March 9, 2010
-- by Dave Johnson
Low interest rates are a tax on people who save money. And they are a subsidy for the big banks. They are just one more Wall Street bailout.
Holding interest rates as low as they are causes hardship for many. It makes savers look for higher returns. Retired people who were lucky enough to put money away can't afford to get by. It causes people to take risks like putting money in the stock market, where it can be lost. It makes people susceptible to scams.
But the consequences can be a lot worse than that. Read this: Public Pensions Are Adding Risk to Raise Returns
But states and other bodies of government are seeking higher returns for their pension funds, to make up for ground lost in the last couple of years and to pay all the benefits promised to present and future retirees. Higher returns come with more risk.
“In effect, they’re going to Las Vegas,” said Frederick E. Rowe, a Dallas investor and the former chairman of the Texas Pension Review Board, which oversees public plans in that state. “Double up to catch up.”
. . . Most have been assuming their investments will pay 8 percent a year on average, over the long term. This is based on an assumption that stocks will pay 9.5 percent on average, and bonds will pay about 5.75 percent, in roughly a 60-40 mix.
They assume 8%? Who is kidding who? Everybody knows this is not realistic, but they are allowed to keep the assumption on the books.
“Nobody wants to adjust the rate, because liabilities would explode,” said Trent May, chief investment officer of Wyoming’s state pension fund.

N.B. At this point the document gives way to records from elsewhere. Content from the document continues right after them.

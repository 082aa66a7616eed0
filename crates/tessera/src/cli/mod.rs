//! CLI command implementations.

mod display;

pub mod extract;
pub mod key;
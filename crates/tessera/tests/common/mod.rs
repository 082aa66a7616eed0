//! Shared fixtures for integration tests.
//!
//! Sources are ASCII, so byte offsets found with `str::find` equal the char
//! offsets the extractor expects.

#![allow(dead_code)]

use tessera::unit::{
    FieldDecl, LambdaDecl, MethodDecl, TypeBinding, TypeDecl, TypeRef, VariableDecl,
};
use tessera::{CompilationUnit, FileId, Modifiers, NodeId, NodeKind, SyntaxNode};

/// Builds a unit by locating each node's text in the source.
pub struct UnitBuilder {
    unit: CompilationUnit,
}

impl UnitBuilder {
    pub fn new(file_id: i64, source: &str) -> Self {
        Self {
            unit: CompilationUnit::new(FileId(file_id), format!("Unit{file_id}.java"), source),
        }
    }

    pub fn package(mut self, package: &str) -> Self {
        self.unit.package = Some(package.to_string());
        self
    }

    /// Offsets of the `occurrence`-th (0-based) match of `needle`.
    pub fn span_at(&self, needle: &str, occurrence: usize) -> (usize, usize) {
        let (start, _) = self
            .unit
            .source
            .match_indices(needle)
            .nth(occurrence)
            .unwrap_or_else(|| panic!("{needle:?} occurrence {occurrence} not in source"));
        (start, start + needle.len())
    }

    pub fn add(&mut self, parent: Option<NodeId>, needle: &str, kind: NodeKind) -> NodeId {
        self.add_at(parent, needle, 0, kind)
    }

    pub fn add_at(
        &mut self,
        parent: Option<NodeId>,
        needle: &str,
        occurrence: usize,
        kind: NodeKind,
    ) -> NodeId {
        let (start, end) = self.span_at(needle, occurrence);
        self.unit.push(SyntaxNode::new(parent, start, end, kind))
    }

    pub fn add_node(&mut self, node: SyntaxNode) -> NodeId {
        self.unit.push(node)
    }

    pub fn unit_mut(&mut self) -> &mut CompilationUnit {
        &mut self.unit
    }

    pub fn finish(self) -> CompilationUnit {
        self.unit
    }
}

pub fn class(name: &str, qualified_name: Option<&str>) -> NodeKind {
    NodeKind::Type(TypeDecl {
        name: name.to_string(),
        binding: qualified_name.map(TypeBinding::new),
        ..TypeDecl::default()
    })
}

pub fn generic_class(name: &str, qualified_name: &str, params: &[&str]) -> NodeKind {
    NodeKind::Type(TypeDecl {
        name: name.to_string(),
        type_parameters: params.iter().map(|p| (*p).to_string()).collect(),
        binding: Some(TypeBinding::generic(qualified_name, params)),
        ..TypeDecl::default()
    })
}

pub fn method(name: &str, return_type: TypeRef, params: Vec<TypeRef>) -> NodeKind {
    NodeKind::Method(MethodDecl {
        name: name.to_string(),
        modifiers: Modifiers::default(),
        constructor: false,
        return_type: Some(return_type),
        parameters: params,
        has_body: true,
    })
}

pub fn field(name: &str, field_type: TypeRef, modifiers: u32) -> NodeKind {
    NodeKind::Field(FieldDecl {
        name: name.to_string(),
        modifiers: Modifiers(modifiers),
        field_type,
        has_initializer: false,
    })
}

pub fn variable(name: &str, var_type: TypeRef) -> NodeKind {
    NodeKind::Variable(VariableDecl {
        name: name.to_string(),
        var_type,
        has_initializer: true,
        ..VariableDecl::default()
    })
}

pub fn lambda() -> NodeKind {
    NodeKind::Lambda(LambdaDecl::default())
}

/// A primitive or `java.lang` type reference resolved to itself.
pub fn resolved(qualified_name: &str) -> TypeRef {
    let written = qualified_name.rsplit('.').next().unwrap_or(qualified_name);
    TypeRef::resolved(written, qualified_name)
}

This is the same thing as allowing banks to not "mark to market" their mortgage portfolios. Everyone knows the banks are insolvent, but they are allowed to keep from writing down these toxic assets. Or the government buys them up from the ones with political influence...
Just HOW bad is the problem?
Colorado has been assuming its investments will earn 8.5 percent annually, on average, and on that basis it reported a $17.9 billion shortfall in its most recent annual report.
But the state also disclosed what would happen if it lowered its investment assumption just half a percentage point, to 8 percent. ... the plan’s shortfall would actually jump to $21.4 billion.
So they are reporting a $17.9 billion shortfall if the assumption is a fantasy 8.5% return. If they lower that to a still-fantasy 8% assumption they would have to report a $21.4 billion shortfall.
So just how bad would it be if they reported an honest assumption?
We are not out of the financial crisis until all of the accounts are honest and transparent.
Posted by Dave Johnson at March 9, 2010 8:52 AM
Maybe the pension systems are paying too much out in benefits. Seems like the public pensions are all woefully underfunded based on the promises they have made to public sector workers. The public sector will have to create new tiers, raise retirement ages, increase employee contributions or a combination of those to make payments to future beneficiaries.
Low interest rates (and low inflation) are good for anyone who is currently retired, and borrowing money for houses, cars or college. If interest rates were higher, it would mean that inflation is higher.
Over the long term, stocks have outperformed all other asset classes.
Posted by: Muckdog at March 9, 2010 9:10 PM
Well, we have the view from Wall Street. Put money in stocks, cut pensions especially for public employees, make people retire later, etc.
Meanwhile, the bonus pool for Wall Street was $150 billion just this year. And the wealth of the country is concentrated among just a top few.
The interest rates I am talking about are from the Fed.